▸ **Task requirements**
Nothing but the listing below, retyped exactly, should appear in the answer.

══ Recorded data

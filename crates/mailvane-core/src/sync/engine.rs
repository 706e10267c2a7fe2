//! Incremental mailbox synchronization.
//!
//! A refresh reconciles the local cache with the server in one pass:
//! seed the view from cache, compare `UIDVALIDITY`, plan the cheapest
//! fetch that closes the gap between the cached and server `UIDNEXT`,
//! merge, and persist. The planning step is pure ([`plan_fetch`]) so
//! the strategy choice is testable without a connection.

use std::cmp::Ordering;
use std::collections::BTreeMap;

use chrono::Utc;
use tracing::{debug, warn};

use mailvane_imap::types::{MailboxStatus, Uid};

use crate::Result;
use crate::account::AccountId;
use crate::cache::{CacheRepository, MailboxCache, MessageSummary};
use crate::service::MailboxOps;
use crate::sync::observer::SyncObserver;

/// Number of summaries a full fetch keeps, newest first.
pub const DEFAULT_SUMMARY_LIMIT: usize = 50;

/// Fetch strategy chosen for one refresh.
#[derive(Debug, Clone, Copy, PartialEq, Eq)]
pub enum FetchPlan {
    /// No usable cache; fetch the newest messages from scratch.
    Full,
    /// Cache is current up to `start`; fetch `start..=end`, or `start:*`
    /// when the server's `UIDNEXT` is unknown.
    Incremental {
        /// First UID that may be new.
        start: Uid,
        /// Last UID to consider, absent for an open-ended range.
        end: Option<Uid>,
    },
    /// Cache already covers everything the server reports.
    CacheHit,
}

════

▸ **Solution to this problem**
filename crates/mailvane-core/src/sync/engine.rs
repository 706e10267c2a7fe2
//! Incremental mailbox synchronization.
//!
//! A refresh reconciles the local cache with the server in one pass:
//! seed the view from cache, compare `UIDVALIDITY`, plan the cheapest
//! fetch that closes the gap between the cached and server `UIDNEXT`,
//! merge, and persist. The planning step is pure ([`plan_fetch`]) so
//! the strategy choice is testable without a connection.

use std::cmp::Ordering;
use std::collections::BTreeMap;

use chrono::Utc;
use tracing::{debug, warn};

use mailvane_imap::types::{MailboxStatus, Uid};

use crate::Result;
use crate::account::AccountId;
use crate::cache::{CacheRepository, MailboxCache, MessageSummary};
use crate::service::MailboxOps;
use crate::sync::observer::SyncObserver;

/// Number of summaries a full fetch keeps, newest first.
pub const DEFAULT_SUMMARY_LIMIT: usize = 50;

/// Fetch strategy chosen for one refresh.
#[derive(Debug, Clone, Copy, PartialEq, Eq)]
pub enum FetchPlan {
    /// No usable cache; fetch the newest messages from scratch.
    Full,
    /// Cache is current up to `start`; fetch `start..=end`, or `start:*`
    /// when the server's `UIDNEXT` is unknown.
    Incremental {
        /// First UID that may be new.
        start: Uid,
        /// Last UID to consider, absent for an open-ended range.
        end: Option<Uid>,
    },
    /// Cache already covers everything the server reports.
    CacheHit,
}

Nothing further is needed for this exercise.